__EXERCISE INSTRUCTIONS__. The lines needed are those from the start of the records through the line holding "pub fn new()", each copied exactly.

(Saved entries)
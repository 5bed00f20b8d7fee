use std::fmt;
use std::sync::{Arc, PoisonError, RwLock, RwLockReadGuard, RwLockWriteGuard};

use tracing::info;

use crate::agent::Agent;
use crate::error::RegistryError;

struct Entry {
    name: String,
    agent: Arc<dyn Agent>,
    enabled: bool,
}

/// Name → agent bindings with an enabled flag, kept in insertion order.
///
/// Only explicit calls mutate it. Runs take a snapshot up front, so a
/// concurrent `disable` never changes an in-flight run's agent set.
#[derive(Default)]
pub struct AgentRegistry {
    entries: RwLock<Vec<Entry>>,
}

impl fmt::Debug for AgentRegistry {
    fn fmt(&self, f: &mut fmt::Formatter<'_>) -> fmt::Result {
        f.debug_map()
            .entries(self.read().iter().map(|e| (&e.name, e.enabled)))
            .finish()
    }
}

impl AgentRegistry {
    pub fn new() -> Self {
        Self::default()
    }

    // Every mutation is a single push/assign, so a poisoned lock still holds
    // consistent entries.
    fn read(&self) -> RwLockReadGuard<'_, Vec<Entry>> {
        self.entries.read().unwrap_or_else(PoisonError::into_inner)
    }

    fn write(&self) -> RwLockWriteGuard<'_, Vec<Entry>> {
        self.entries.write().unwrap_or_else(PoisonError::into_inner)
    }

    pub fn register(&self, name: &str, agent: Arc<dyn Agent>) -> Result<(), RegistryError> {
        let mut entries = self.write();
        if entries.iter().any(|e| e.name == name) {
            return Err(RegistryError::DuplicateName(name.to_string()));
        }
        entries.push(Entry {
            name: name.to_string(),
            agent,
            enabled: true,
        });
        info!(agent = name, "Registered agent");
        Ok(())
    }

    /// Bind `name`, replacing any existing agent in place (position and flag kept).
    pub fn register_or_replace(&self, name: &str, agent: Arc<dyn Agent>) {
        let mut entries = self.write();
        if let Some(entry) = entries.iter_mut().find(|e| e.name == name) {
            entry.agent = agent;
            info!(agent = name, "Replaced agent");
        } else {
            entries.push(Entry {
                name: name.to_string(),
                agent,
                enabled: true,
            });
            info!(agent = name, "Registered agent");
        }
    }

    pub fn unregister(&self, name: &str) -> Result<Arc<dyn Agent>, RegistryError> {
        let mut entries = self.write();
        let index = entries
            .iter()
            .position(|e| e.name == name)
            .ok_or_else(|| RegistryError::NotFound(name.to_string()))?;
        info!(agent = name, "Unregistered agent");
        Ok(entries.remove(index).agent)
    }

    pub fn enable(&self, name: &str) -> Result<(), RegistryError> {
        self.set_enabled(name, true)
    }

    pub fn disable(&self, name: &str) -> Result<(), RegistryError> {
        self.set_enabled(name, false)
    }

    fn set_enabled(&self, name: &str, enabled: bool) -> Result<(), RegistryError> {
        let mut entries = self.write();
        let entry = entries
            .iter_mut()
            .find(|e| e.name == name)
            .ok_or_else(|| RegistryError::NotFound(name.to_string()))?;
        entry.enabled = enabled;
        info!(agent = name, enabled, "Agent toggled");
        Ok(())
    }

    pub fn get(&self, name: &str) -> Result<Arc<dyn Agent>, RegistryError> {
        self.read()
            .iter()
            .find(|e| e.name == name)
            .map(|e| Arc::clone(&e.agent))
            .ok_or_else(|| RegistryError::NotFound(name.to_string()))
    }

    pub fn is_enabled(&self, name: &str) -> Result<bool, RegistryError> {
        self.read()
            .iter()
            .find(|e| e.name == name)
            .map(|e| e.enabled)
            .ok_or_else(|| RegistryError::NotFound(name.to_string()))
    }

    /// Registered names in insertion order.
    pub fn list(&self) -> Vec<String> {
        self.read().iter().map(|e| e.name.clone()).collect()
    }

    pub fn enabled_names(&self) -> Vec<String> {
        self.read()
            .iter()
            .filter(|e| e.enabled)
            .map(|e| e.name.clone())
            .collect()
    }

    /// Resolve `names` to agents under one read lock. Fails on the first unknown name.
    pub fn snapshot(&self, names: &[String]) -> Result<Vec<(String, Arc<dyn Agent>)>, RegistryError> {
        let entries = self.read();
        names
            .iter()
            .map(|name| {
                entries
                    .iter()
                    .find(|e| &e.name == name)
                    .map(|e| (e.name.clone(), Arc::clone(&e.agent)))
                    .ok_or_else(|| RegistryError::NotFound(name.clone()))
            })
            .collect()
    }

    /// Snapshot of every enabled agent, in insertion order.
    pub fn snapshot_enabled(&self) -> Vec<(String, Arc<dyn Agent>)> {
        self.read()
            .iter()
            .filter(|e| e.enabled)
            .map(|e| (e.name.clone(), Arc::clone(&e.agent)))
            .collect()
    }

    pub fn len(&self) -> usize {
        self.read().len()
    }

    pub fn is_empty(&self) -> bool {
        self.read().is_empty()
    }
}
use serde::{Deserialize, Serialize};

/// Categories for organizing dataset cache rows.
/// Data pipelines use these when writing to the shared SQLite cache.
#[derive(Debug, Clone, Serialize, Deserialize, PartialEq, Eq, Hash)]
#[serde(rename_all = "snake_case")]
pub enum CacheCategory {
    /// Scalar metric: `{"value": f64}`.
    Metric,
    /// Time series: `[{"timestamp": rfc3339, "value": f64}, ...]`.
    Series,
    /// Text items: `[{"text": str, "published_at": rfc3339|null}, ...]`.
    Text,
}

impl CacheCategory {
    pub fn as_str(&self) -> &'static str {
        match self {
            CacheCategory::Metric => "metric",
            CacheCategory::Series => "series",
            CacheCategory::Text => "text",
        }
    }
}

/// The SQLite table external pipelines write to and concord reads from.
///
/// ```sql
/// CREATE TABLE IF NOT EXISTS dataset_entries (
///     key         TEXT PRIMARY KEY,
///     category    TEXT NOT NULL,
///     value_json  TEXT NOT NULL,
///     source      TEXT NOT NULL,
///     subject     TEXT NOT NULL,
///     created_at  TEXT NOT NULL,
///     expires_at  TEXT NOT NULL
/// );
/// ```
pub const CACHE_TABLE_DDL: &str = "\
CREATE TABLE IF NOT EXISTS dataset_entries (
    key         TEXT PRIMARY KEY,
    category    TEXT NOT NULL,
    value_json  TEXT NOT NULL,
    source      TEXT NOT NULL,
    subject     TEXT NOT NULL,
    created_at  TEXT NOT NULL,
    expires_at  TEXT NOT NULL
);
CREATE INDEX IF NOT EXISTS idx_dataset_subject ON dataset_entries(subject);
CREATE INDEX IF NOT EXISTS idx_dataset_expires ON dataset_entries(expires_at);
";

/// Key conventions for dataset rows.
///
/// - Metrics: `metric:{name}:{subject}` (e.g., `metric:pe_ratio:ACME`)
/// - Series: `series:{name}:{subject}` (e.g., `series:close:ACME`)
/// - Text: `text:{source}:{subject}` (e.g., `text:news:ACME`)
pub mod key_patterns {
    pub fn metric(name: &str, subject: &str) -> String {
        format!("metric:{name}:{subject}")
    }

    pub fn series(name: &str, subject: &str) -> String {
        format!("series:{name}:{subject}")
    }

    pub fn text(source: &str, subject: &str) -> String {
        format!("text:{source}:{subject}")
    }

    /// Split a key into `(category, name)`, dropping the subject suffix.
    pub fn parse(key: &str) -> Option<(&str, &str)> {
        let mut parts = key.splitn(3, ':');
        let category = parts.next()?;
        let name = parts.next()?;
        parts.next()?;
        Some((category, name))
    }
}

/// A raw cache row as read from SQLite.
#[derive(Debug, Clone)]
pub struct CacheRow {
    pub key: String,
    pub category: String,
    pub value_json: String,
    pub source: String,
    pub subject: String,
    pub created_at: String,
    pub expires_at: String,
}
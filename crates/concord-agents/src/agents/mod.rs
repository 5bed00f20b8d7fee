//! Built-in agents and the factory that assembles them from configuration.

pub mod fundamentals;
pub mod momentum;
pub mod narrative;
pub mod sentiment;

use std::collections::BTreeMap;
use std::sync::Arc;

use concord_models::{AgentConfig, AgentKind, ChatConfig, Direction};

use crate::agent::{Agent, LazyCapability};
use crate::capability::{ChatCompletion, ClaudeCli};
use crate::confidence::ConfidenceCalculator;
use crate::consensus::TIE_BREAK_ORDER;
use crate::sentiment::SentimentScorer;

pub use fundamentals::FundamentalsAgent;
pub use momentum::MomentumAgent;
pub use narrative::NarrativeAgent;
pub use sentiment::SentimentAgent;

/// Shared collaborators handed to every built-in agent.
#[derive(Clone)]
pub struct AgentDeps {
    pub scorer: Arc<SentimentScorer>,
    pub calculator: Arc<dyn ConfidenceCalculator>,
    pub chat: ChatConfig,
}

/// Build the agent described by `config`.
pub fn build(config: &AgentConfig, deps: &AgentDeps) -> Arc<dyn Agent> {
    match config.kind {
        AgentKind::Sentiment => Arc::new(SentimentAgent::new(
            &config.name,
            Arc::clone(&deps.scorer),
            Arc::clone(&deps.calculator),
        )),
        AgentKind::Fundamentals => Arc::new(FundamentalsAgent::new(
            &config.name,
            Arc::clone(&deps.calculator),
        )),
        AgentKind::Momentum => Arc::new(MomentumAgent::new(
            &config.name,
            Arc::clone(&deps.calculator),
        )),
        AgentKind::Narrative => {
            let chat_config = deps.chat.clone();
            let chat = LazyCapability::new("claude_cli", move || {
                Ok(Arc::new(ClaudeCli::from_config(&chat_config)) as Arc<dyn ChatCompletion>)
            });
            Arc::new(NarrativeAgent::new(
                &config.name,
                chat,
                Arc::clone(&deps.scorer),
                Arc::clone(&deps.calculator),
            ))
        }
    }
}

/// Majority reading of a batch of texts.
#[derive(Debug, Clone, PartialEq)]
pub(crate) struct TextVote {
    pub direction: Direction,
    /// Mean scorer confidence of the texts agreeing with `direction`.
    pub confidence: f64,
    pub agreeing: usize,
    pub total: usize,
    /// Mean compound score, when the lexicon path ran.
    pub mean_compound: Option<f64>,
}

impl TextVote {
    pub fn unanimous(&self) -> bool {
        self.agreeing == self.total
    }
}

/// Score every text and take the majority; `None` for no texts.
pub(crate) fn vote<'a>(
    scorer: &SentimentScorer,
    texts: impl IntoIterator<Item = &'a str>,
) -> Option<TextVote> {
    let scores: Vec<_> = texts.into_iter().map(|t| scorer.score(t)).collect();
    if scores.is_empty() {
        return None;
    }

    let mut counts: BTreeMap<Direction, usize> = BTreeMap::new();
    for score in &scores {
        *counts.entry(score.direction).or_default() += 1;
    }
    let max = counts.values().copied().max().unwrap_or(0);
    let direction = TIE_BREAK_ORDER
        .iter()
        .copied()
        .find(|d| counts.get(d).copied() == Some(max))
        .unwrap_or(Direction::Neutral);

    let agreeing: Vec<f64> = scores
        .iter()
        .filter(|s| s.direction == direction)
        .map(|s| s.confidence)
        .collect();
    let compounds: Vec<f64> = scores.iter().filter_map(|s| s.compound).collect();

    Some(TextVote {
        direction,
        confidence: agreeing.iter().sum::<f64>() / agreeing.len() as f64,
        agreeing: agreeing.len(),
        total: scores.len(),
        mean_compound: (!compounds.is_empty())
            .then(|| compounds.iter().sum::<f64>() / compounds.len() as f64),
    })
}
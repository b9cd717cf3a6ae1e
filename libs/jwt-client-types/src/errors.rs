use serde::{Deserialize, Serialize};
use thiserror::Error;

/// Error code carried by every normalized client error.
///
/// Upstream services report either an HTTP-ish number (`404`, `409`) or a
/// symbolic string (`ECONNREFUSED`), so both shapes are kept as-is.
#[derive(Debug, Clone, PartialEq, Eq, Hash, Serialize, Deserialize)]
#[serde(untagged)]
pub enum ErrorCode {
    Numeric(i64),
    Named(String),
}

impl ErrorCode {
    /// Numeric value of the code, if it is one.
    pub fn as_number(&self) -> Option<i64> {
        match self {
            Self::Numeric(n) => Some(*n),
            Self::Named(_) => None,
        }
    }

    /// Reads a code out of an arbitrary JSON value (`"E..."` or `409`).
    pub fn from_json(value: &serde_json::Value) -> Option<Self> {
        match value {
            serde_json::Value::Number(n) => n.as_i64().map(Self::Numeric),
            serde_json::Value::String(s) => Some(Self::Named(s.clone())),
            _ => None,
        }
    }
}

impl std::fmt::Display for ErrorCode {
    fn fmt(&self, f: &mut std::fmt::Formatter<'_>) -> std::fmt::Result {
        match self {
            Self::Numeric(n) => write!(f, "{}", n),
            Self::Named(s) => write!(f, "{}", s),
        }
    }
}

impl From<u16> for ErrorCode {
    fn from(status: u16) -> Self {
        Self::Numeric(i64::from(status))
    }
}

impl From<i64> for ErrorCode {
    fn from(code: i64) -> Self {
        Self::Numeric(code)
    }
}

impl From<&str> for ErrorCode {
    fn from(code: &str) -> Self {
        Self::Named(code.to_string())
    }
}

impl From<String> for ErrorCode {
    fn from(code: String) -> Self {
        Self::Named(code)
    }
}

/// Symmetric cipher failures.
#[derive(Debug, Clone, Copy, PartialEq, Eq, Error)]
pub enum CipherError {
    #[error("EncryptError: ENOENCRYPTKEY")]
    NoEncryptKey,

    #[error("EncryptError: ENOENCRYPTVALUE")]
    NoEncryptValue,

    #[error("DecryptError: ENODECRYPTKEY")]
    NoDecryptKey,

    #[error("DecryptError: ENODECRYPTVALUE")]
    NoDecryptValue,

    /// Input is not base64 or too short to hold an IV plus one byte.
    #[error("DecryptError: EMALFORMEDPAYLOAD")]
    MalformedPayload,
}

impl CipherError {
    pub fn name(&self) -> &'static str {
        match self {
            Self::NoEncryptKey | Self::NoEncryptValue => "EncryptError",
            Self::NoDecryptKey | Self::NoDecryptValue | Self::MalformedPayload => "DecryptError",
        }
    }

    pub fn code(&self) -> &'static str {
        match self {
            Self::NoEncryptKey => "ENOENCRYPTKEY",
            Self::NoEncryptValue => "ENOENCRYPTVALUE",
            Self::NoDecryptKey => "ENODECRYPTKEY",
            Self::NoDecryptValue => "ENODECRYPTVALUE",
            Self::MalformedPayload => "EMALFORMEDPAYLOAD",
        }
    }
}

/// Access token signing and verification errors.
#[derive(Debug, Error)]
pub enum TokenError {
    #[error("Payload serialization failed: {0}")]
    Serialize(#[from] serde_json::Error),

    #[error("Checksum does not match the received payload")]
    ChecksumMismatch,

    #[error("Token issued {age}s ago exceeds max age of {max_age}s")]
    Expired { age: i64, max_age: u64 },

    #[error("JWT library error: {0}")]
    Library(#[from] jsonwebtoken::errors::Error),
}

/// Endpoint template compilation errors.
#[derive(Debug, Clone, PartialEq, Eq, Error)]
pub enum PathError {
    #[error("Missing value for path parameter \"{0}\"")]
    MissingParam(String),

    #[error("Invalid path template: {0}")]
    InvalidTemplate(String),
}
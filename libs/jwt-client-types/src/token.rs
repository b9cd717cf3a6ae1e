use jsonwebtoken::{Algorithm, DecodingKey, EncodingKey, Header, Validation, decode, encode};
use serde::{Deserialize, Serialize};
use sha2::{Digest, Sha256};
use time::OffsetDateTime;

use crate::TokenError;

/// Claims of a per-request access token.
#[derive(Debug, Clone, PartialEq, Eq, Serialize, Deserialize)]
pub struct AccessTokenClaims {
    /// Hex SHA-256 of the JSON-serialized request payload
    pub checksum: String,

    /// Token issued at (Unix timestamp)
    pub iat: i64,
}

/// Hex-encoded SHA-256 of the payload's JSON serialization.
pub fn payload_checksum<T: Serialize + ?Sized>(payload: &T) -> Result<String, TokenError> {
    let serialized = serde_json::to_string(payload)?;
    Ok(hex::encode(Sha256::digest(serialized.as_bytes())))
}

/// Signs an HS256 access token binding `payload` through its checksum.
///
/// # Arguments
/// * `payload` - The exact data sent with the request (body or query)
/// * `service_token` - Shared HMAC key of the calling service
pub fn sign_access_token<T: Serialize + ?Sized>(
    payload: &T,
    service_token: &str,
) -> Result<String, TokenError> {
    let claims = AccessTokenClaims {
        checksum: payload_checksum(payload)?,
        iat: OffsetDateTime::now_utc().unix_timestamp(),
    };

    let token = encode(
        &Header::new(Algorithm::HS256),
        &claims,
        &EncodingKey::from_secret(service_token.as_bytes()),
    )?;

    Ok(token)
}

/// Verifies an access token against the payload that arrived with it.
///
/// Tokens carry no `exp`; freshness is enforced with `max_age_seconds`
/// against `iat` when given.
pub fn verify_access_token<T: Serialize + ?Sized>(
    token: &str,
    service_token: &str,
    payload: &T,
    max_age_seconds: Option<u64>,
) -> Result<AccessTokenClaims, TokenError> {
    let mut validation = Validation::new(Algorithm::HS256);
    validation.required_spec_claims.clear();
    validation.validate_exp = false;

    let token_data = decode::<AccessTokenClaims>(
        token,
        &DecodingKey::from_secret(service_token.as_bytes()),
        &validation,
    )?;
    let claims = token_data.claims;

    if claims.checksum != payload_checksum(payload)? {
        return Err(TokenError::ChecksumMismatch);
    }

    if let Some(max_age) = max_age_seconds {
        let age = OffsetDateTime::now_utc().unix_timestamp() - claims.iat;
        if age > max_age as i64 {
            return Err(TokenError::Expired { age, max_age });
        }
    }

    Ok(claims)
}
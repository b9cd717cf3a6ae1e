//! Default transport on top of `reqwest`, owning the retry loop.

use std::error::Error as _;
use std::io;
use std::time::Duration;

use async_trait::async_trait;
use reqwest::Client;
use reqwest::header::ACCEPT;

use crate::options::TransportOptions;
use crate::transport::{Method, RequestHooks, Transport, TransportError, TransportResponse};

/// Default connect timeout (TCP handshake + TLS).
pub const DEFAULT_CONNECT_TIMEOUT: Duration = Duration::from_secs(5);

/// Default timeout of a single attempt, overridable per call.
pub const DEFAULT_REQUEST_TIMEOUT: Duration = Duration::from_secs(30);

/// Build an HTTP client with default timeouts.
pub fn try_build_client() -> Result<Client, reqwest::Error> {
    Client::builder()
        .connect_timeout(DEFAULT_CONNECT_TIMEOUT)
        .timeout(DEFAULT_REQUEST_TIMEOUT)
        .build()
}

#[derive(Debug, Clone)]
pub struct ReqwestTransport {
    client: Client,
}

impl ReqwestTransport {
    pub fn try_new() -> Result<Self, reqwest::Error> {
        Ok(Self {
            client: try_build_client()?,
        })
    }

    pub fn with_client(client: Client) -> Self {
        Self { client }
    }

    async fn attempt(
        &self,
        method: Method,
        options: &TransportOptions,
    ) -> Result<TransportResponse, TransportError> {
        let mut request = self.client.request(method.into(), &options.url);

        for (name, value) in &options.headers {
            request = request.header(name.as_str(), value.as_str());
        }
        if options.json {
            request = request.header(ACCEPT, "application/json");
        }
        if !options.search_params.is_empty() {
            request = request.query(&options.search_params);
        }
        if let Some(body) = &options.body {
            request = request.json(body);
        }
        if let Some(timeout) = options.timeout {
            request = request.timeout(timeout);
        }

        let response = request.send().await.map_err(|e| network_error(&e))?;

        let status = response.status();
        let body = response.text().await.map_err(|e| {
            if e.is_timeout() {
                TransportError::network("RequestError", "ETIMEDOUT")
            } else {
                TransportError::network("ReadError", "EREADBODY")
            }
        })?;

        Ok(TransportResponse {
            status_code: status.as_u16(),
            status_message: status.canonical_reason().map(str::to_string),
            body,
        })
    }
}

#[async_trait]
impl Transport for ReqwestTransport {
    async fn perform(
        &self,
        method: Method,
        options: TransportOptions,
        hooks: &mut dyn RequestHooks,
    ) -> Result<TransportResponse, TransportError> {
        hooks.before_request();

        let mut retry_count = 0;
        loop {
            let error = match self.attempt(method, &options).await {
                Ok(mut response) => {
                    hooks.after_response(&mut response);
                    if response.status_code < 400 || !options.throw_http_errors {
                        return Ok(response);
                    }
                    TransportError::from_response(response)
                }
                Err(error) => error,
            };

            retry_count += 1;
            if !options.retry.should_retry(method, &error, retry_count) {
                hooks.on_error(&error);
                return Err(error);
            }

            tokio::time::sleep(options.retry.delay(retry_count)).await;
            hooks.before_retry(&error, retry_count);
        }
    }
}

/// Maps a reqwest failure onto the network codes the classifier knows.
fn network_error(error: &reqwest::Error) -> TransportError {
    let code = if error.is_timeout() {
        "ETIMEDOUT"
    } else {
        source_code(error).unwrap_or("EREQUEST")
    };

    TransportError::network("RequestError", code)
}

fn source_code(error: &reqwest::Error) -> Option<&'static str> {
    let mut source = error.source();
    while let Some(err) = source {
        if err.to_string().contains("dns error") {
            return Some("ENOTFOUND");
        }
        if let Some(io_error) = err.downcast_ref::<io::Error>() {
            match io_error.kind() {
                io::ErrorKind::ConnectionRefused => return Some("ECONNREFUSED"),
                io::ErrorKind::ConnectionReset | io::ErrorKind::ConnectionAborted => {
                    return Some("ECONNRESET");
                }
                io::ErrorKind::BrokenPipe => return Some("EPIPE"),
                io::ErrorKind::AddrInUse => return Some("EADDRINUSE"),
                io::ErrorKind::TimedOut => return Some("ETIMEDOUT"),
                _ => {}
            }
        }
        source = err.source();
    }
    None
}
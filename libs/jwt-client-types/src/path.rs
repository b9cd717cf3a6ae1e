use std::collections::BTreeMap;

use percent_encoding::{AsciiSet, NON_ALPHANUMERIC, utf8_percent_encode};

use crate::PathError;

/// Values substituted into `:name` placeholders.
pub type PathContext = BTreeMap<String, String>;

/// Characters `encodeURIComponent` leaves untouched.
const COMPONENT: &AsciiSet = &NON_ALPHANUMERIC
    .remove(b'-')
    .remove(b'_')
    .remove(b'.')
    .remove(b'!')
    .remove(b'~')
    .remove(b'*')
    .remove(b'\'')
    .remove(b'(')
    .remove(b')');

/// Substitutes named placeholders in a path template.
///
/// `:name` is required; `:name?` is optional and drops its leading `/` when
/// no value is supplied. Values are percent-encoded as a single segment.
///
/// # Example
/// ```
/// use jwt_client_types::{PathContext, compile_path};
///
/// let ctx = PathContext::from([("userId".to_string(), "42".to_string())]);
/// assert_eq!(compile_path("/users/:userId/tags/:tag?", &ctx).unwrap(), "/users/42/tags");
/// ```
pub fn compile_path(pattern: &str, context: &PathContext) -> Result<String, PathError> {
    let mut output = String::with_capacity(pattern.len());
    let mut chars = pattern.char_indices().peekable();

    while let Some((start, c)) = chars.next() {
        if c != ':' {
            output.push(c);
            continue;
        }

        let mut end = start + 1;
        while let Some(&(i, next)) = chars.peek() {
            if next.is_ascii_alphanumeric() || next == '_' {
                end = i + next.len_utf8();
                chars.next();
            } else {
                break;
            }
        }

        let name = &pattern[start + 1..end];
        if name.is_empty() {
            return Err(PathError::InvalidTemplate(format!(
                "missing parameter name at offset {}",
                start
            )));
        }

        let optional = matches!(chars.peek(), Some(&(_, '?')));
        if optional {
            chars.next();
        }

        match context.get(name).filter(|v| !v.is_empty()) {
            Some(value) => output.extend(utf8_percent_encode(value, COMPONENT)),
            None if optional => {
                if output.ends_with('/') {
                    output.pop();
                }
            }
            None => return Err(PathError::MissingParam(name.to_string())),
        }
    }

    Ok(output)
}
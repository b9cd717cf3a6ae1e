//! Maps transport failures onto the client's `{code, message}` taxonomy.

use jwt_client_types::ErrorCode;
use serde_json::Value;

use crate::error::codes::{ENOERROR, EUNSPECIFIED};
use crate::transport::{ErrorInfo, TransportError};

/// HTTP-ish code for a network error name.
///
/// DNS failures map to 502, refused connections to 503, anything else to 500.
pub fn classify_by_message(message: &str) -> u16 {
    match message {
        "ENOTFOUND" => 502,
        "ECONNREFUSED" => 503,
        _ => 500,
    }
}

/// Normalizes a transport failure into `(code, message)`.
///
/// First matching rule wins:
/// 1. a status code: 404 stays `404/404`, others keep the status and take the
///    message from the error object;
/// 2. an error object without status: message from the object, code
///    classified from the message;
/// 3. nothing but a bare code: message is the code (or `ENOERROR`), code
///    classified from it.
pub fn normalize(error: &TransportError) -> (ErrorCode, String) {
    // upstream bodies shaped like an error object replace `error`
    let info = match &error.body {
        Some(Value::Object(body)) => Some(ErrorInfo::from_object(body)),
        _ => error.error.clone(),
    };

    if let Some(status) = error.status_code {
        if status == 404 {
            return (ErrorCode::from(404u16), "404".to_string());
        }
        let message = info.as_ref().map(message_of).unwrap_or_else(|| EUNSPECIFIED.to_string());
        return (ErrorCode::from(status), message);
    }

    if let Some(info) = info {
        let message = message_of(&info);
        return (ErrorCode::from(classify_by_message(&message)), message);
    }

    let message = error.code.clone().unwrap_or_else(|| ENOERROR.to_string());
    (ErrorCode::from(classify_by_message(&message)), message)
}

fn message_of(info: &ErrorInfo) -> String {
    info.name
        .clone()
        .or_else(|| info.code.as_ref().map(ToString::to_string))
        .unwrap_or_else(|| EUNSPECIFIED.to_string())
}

__TASK ANSWER__.
repository 5bed00f20b8d7fee
use std::fmt;
use std::sync::{Arc, PoisonError, RwLock, RwLockReadGuard, RwLockWriteGuard};

use tracing::info;

use crate::agent::Agent;
use crate::error::RegistryError;

struct Entry {
    name: String,
    agent: Arc<dyn Agent>,
    enabled: bool,
}

/// Name → agent bindings with an enabled flag, kept in insertion order.
///
/// Only explicit calls mutate it. Runs take a snapshot up front, so a
/// concurrent `disable` never changes an in-flight run's agent set.
#[derive(Default)]
pub struct AgentRegistry {
    entries: RwLock<Vec<Entry>>,
}

impl fmt::Debug for AgentRegistry {
    fn fmt(&self, f: &mut fmt::Formatter<'_>) -> fmt::Result {
        f.debug_map()
            .entries(self.read().iter().map(|e| (&e.name, e.enabled)))
            .finish()
    }
}

impl AgentRegistry {
    pub fn new() -> Self {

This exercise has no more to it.